Next, take a look at your friends. I know you said they want you to help them become better people, but is it working? What do you think your dad sees when he meets your friends? Does he see himself before he got into big trouble and took the wrong turn in life? It could be that he sees things in your friends that you don't see.
Next, get your thoughts in order about these things. Admit any wrongdoing and work to clarify any misunderstandings. Come up with some alternative punishments for breaking your dad's rules or what-not. Make them real, not silly and easy to comply with. Don't be too severe, but make the punishments seem to fit the crimes.
When you can keep control of your emotions, ask your dad if you can sit down with him and talk.
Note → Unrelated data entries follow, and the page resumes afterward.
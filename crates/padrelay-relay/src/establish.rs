//! Session establishment.
//!
//! Steps run strictly in order and nothing towards the destination is
//! started before the origin's session has been accepted and checked:
//!
//! ```text
//! NearHandshake -> [NearAuth] -> [NearLengthHiding]
//!   -> DialFar -> FarHandshake -> [FarAuth] -> [FarLengthHiding]
//! ```
//!
//! Bracketed steps run only when enabled for the relay. The first failing
//! step aborts establishment; everything created so far is released before
//! the error is returned.

use std::net::Shutdown;

use padrelay_config::RelayConfig;
use padrelay_tls::{
    ClientTlsContext, Endpoint, FarSession, NearSession, ServerTlsContext, Session,
};
use socket2::SockRef;
use tokio::net::TcpStream;
use tracing::{debug, trace};

use crate::connection::Connection;
use crate::dial;
use crate::error::{EstablishFailure, EstablishStep, EstablishmentError, ListenerError};
use crate::report::{FailureReporter, ReportLock};

/// Everything a relay needs to establish and run its connections.
pub struct RelayContext {
    pub name: String,
    pub config: RelayConfig,
    pub server_tls: ServerTlsContext,
    pub client_tls: ClientTlsContext,
    pub reporter: FailureReporter,
}

impl RelayContext {
    pub fn new(name: &str, config: RelayConfig, lock: ReportLock) -> Result<Self, ListenerError> {
        let server_tls = ServerTlsContext::new(
            &config.as_server,
            config.verify_client_identity,
            config.use_length_hiding_with_client,
        )?;
        let client_tls = ClientTlsContext::new(
            &config.as_client,
            config.server_name(),
            config.use_length_hiding_with_server,
        )?;
        let reporter = FailureReporter::new(name, config.suppress_exceptions, lock);
        Ok(Self {
            name: name.to_string(),
            config,
            server_tls,
            client_tls,
            reporter,
        })
    }
}

/// The steps establishment runs for `config`, in order.
pub fn plan(config: &RelayConfig) -> Vec<EstablishStep> {
    let mut steps = vec![EstablishStep::NearHandshake];
    if config.verify_client_identity {
        steps.push(EstablishStep::NearAuth);
    }
    if config.use_length_hiding_with_client {
        steps.push(EstablishStep::NearLengthHiding);
    }
    steps.push(EstablishStep::DialFar);
    steps.push(EstablishStep::FarHandshake);
    if config.verify_server_identity {
        steps.push(EstablishStep::FarAuth);
    }
    if config.use_length_hiding_with_server {
        steps.push(EstablishStep::FarLengthHiding);
    }
    steps
}

/// Establish both sessions for an accepted origin socket.
pub async fn establish(
    inbound: TcpStream,
    ctx: &RelayContext,
) -> Result<Connection<NearSession, FarSession>, EstablishmentError> {
    let mut scope = Scope {
        inbound: Some(inbound),
        near: None,
        far_tcp: None,
        far: None,
    };
    let steps = plan(&ctx.config);
    for &step in &steps {
        trace!(step = %step, "establishing");
        if let Err(kind) = scope.run(step, ctx).await {
            debug!(step = %step, error = %kind, "establishment aborted");
            scope.release();
            return Err(EstablishmentError::new(step, kind));
        }
    }
    match (scope.near.take(), scope.far.take()) {
        (Some(near), Some(far)) => Ok(Connection::new(near, far)),
        (near, far) => {
            if let Some(near) = near {
                near.release();
            }
            if let Some(far) = far {
                far.release();
            }
            let last = steps.last().copied().unwrap_or(EstablishStep::NearHandshake);
            Err(EstablishmentError::new(
                last,
                EstablishFailure::Io(std::io::Error::other("establishment incomplete")),
            ))
        }
    }
}

/// Resources created so far by an establishment in progress.
struct Scope {
    inbound: Option<TcpStream>,
    near: Option<Endpoint<NearSession>>,
    far_tcp: Option<TcpStream>,
    far: Option<Endpoint<FarSession>>,
}

impl Scope {
    async fn run(&mut self, step: EstablishStep, ctx: &RelayContext) -> Result<(), EstablishFailure> {
        match step {
            EstablishStep::NearHandshake => {
                let tcp = self.inbound.take().ok_or_else(missing)?;
                self.near = Some(ctx.server_tls.accept(tcp).await?);
            }
            EstablishStep::NearAuth => {
                let near = self.near.as_ref().ok_or_else(missing)?;
                ctx.server_tls
                    .verify_client(near)
                    .map_err(EstablishFailure::Verification)?;
            }
            EstablishStep::NearLengthHiding => {
                require_length_hiding(self.near.as_ref().ok_or_else(missing)?)?;
            }
            EstablishStep::DialFar => {
                let config = &ctx.config;
                self.far_tcp =
                    Some(dial::connect(&config.server_address, config.proxy.as_ref()).await?);
            }
            EstablishStep::FarHandshake => {
                let tcp = self.far_tcp.take().ok_or_else(missing)?;
                self.far = Some(ctx.client_tls.connect(tcp).await?);
            }
            EstablishStep::FarAuth => {
                let far = self.far.as_ref().ok_or_else(missing)?;
                ctx.client_tls
                    .verify_server(far)
                    .map_err(EstablishFailure::Verification)?;
            }
            EstablishStep::FarLengthHiding => {
                require_length_hiding(self.far.as_ref().ok_or_else(missing)?)?;
            }
        }
        Ok(())
    }

    /// Release everything created so far, far side first.
    fn release(&mut self) {
        if let Some(far) = self.far.take() {
            far.release();
        }
        if let Some(tcp) = self.far_tcp.take() {
            let _ = SockRef::from(&tcp).shutdown(Shutdown::Both);
        }
        if let Some(near) = self.near.take() {
            near.release();
        }
        if let Some(tcp) = self.inbound.take() {
            let _ = SockRef::from(&tcp).shutdown(Shutdown::Both);
        }
    }
}

fn require_length_hiding<S: Session>(endpoint: &Endpoint<S>) -> Result<(), EstablishFailure> {
    if endpoint.can_use_length_hiding() {
        Ok(())
    } else {
        Err(EstablishFailure::LengthHidingUnsupported)
    }
}

fn missing() -> EstablishFailure {
    EstablishFailure::Io(std::io::Error::other("establishment step out of order"))
}

#[cfg(test)]
mod tests {
    use padrelay_config::HostPort;

    use super::*;

    fn config() -> RelayConfig {
        RelayConfig::new(
            HostPort::parse("127.0.0.1:0").unwrap(),
            HostPort::parse("127.0.0.1:443").unwrap(),
        )
    }

    #[test]
    fn minimal_plan() {
        assert_eq!(
            plan(&config()),
            vec![
                EstablishStep::NearHandshake,
                EstablishStep::DialFar,
                EstablishStep::FarHandshake,
            ]
        );
    }

    #[test]
    fn full_plan_is_near_side_first() {
        let mut cfg = config();
        cfg.verify_client_identity = true;
        cfg.verify_server_identity = true;
        cfg.use_length_hiding_with_client = true;
        cfg.use_length_hiding_with_server = true;
        assert_eq!(
            plan(&cfg),
            vec![
                EstablishStep::NearHandshake,
                EstablishStep::NearAuth,
                EstablishStep::NearLengthHiding,
                EstablishStep::DialFar,
                EstablishStep::FarHandshake,
                EstablishStep::FarAuth,
                EstablishStep::FarLengthHiding,
            ]
        );
    }

    #[test]
    fn far_steps_follow_every_near_step() {
        let mut cfg = config();
        for bits in 0..16u8 {
            cfg.verify_client_identity = bits & 1 != 0;
            cfg.verify_server_identity = bits & 2 != 0;
            cfg.use_length_hiding_with_client = bits & 4 != 0;
            cfg.use_length_hiding_with_server = bits & 8 != 0;
            let steps = plan(&cfg);
            let dial = steps
                .iter()
                .position(|s| *s == EstablishStep::DialFar)
                .unwrap();
            assert!(steps[..dial].iter().all(|s| matches!(
                s,
                EstablishStep::NearHandshake
                    | EstablishStep::NearAuth
                    | EstablishStep::NearLengthHiding
            )));
            assert_eq!(steps[0], EstablishStep::NearHandshake);
            assert_eq!(steps[dial + 1], EstablishStep::FarHandshake);
        }
    }
}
Go over your list of thoughts and ideas and such. Be prepared to listen to your dad and wait until he has finished talking before you reply. Even if you have to bite your tongue or put your hand over your mouth, wait until he has finished talking....don't interrupt.
One other thing you MAY want to talk to your dad about how he is a different person now than he was when he got into enough trouble to put him in jail. Not sure how you'd say it, but don't come across as judgmental or like you're a smart-aleck, you know?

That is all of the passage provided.